▶ **BRIEF**: How many lines in the data below contain the string "characters"? Answer with the number only.

%%

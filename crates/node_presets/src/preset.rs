//! Preset data model
//!
//! A preset is a named snapshot of setting values for one category (node
//! type). Presets are grouped per category in ordered sequences; the position
//! inside a sequence is the only identity a preset has.

use serde::{Deserialize, Serialize};
use serde_json::{Map, Value};
use std::collections::BTreeMap;

/// Name given to a preset whose name was cleared
pub const UNTITLED: &str = "untitled";

/// Setting values captured by a preset, keyed by setting name
pub type PresetValues = Map<String, Value>;

/// Every category mapped to its ordered presets
pub type PresetCollection = BTreeMap<String, Vec<Preset>>;

/// A named snapshot of settings
#[derive(Debug, Clone, PartialEq, Serialize, Deserialize)]
pub struct Preset {
    pub name: String,
    #[serde(default)]
    pub values: PresetValues,
}

impl Preset {
    pub fn new(name: impl Into<String>, values: PresetValues) -> Self {
        Self {
            name: name.into(),
            values,
        }
    }

    /// Set the name, falling back to [`UNTITLED`] for blank input
    pub fn rename(&mut self, name: &str) {
        self.name = normalize_name(name);
    }

    /// Copy this preset's values onto `target`
    ///
    /// Only keys already present in `target` are written; values for settings
    /// the target does not have are ignored. Returns how many were applied.
    pub fn apply_to(&self, target: &mut PresetValues) -> usize {
        let mut applied = 0;
        for (key, slot) in target.iter_mut() {
            if let Some(value) = self.values.get(key) {
                *slot = value.clone();
                applied += 1;
            }
        }
        applied
    }
}

/// Trim a user-entered name, replacing blank input with [`UNTITLED`]
pub fn normalize_name(name: &str) -> String {
    let trimmed = name.trim();
    if trimmed.is_empty() {
        UNTITLED.to_string()
    } else {
        trimmed.to_string()
    }
}

/// Total number of presets across all categories
pub fn preset_count(collection: &PresetCollection) -> usize {
    collection.values().map(Vec::len).sum()
}
//! Device-local key/value storage implementations

use super::{sanitize_filename, LocalStorage};
use std::collections::HashMap;
use std::path::{Path, PathBuf};
use std::sync::RwLock;

/// In-memory local storage, for tests and hosts without durable storage
#[derive(Debug, Default)]
pub struct MemoryLocalStorage {
    items: RwLock<HashMap<String, Vec<u8>>>,
}

impl MemoryLocalStorage {
    pub fn new() -> Self {
        Self::default()
    }

    /// Number of stored keys
    pub fn len(&self) -> usize {
        self.items.read().unwrap().len()
    }

    pub fn is_empty(&self) -> bool {
        self.len() == 0
    }
}

impl LocalStorage for MemoryLocalStorage {
    fn get_item(&self, key: &str) -> std::io::Result<Option<Vec<u8>>> {
        Ok(self.items.read().unwrap().get(key).cloned())
    }

    fn set_item(&self, key: &str, value: &[u8]) -> std::io::Result<()> {
        self.items
            .write()
            .unwrap()
            .insert(key.to_string(), value.to_vec());
        Ok(())
    }
}

/// Local storage keeping one file per key inside a directory
///
/// Writes go to a temporary file that is renamed over the previous value, so
/// a crash mid-write leaves the old document readable.
///
/// File names are the sanitized key, so keys that differ only in characters
/// outside `[A-Za-z0-9 _-]` share a file (`"a/b"` and `"a_b"` both map to
/// `a_b.json`). Use keys made of those characters only.
#[derive(Debug, Clone)]
pub struct FileLocalStorage {
    dir: PathBuf,
}

impl FileLocalStorage {
    pub fn new(dir: impl AsRef<Path>) -> Self {
        Self {
            dir: dir.as_ref().to_path_buf(),
        }
    }

    pub fn dir(&self) -> &Path {
        &self.dir
    }

    fn item_path(&self, key: &str) -> PathBuf {
        self.dir.join(format!("{}.json", sanitize_filename(key)))
    }
}

impl LocalStorage for FileLocalStorage {
    fn get_item(&self, key: &str) -> std::io::Result<Option<Vec<u8>>> {
        match std::fs::read(self.item_path(key)) {
            Ok(contents) => Ok(Some(contents)),
            Err(e) if e.kind() == std::io::ErrorKind::NotFound => Ok(None),
            Err(e) => Err(e),
        }
    }

    fn set_item(&self, key: &str, value: &[u8]) -> std::io::Result<()> {
        std::fs::create_dir_all(&self.dir)?;

        let path = self.item_path(key);
        let tmp_path = path.with_extension("json.tmp");
        std::fs::write(&tmp_path, value)?;
        std::fs::rename(&tmp_path, &path)
    }
}
//! Preset store configuration
//!
//! The host decides once per session where presets live and whether this is
//! the user's first remote-backed session.

use crate::backend::{LocalBackend, LocalStorage, RemoteBackend, StorageBackend, UserDataStore};
use serde::{Deserialize, Serialize};
use std::sync::Arc;

/// Key of the preset document in local storage
pub const LOCAL_STORAGE_KEY: &str = "NodePresets";

/// File name of the preset document in the per-user store
pub const USER_DATA_FILE: &str = "node.presets.json";

/// Where the preset document is persisted
#[derive(Debug, Clone, Copy, Serialize, Deserialize, PartialEq, Eq, Default)]
#[serde(rename_all = "lowercase")]
pub enum StorageLocation {
    #[default]
    Local,
    Remote,
}

#[derive(Debug, Clone, Serialize, Deserialize, PartialEq, Eq)]
pub struct PresetStoreConfig {
    #[serde(default)]
    pub storage_location: StorageLocation,
    /// First session for this user on the remote store; triggers migration
    #[serde(default)]
    pub new_user_session: bool,
    #[serde(default = "default_local_key")]
    pub local_key: String,
    #[serde(default = "default_user_data_file")]
    pub user_data_file: String,
}

fn default_local_key() -> String {
    LOCAL_STORAGE_KEY.to_string()
}

fn default_user_data_file() -> String {
    USER_DATA_FILE.to_string()
}

impl Default for PresetStoreConfig {
    fn default() -> Self {
        Self {
            storage_location: StorageLocation::default(),
            new_user_session: false,
            local_key: default_local_key(),
            user_data_file: default_user_data_file(),
        }
    }
}

impl PresetStoreConfig {
    /// Config for a session persisting to the per-user remote store
    pub fn remote() -> Self {
        Self {
            storage_location: StorageLocation::Remote,
            ..Default::default()
        }
    }

    pub fn with_new_user_session(mut self, new_user_session: bool) -> Self {
        self.new_user_session = new_user_session;
        self
    }

    pub fn with_local_key(mut self, key: impl Into<String>) -> Self {
        self.local_key = key.into();
        self
    }

    pub fn with_user_data_file(mut self, file: impl Into<String>) -> Self {
        self.user_data_file = file.into();
        self
    }

    /// Build the backend selected by this config
    ///
    /// Local storage is always needed: it is the backend itself for local
    /// sessions and the migration source for remote ones.
    pub fn into_backend(
        self,
        local: Arc<dyn LocalStorage>,
        remote: Arc<dyn UserDataStore>,
    ) -> StorageBackend {
        let local = LocalBackend::new(local, self.local_key);
        match self.storage_location {
            StorageLocation::Local => StorageBackend::Local(local),
            StorageLocation::Remote => StorageBackend::Remote(
                RemoteBackend::new(remote, self.user_data_file, local)
                    .with_new_user_session(self.new_user_session),
            ),
        }
    }
}

#[cfg(test)]
mod tests {
    use super::*;
    use crate::backend::{MemoryLocalStorage, MemoryUserDataStore};

    #[test]
    fn test_defaults() {
        let config = PresetStoreConfig::default();
        assert_eq!(config.storage_location, StorageLocation::Local);
        assert!(!config.new_user_session);
        assert_eq!(config.local_key, LOCAL_STORAGE_KEY);
        assert_eq!(config.user_data_file, USER_DATA_FILE);
    }

    #[test]
    fn test_deserialize_partial() {
        let config: PresetStoreConfig =
            serde_json::from_str(r#"{"storage_location":"remote","new_user_session":true}"#).unwrap();
        assert_eq!(config, PresetStoreConfig::remote().with_new_user_session(true));
    }

    #[test]
    fn test_into_backend_local() {
        let backend = PresetStoreConfig::default()
            .with_local_key("custom")
            .into_backend(Arc::new(MemoryLocalStorage::new()), Arc::new(MemoryUserDataStore::new()));

        match backend {
            StorageBackend::Local(local) => assert_eq!(local.key(), "custom"),
            StorageBackend::Remote(_) => panic!("Expected local backend"),
        }
    }

    #[test]
    fn test_into_backend_remote() {
        let backend = PresetStoreConfig::remote()
            .with_new_user_session(true)
            .with_user_data_file("presets.json")
            .into_backend(Arc::new(MemoryLocalStorage::new()), Arc::new(MemoryUserDataStore::new()));

        match backend {
            StorageBackend::Remote(remote) => {
                assert_eq!(remote.file(), "presets.json");
                assert!(remote.is_new_user_session());
                assert_eq!(remote.migration_source().key(), LOCAL_STORAGE_KEY);
            }
            StorageBackend::Local(_) => panic!("Expected remote backend"),
        }
    }
}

%%

▶ **SOLUTION**: 2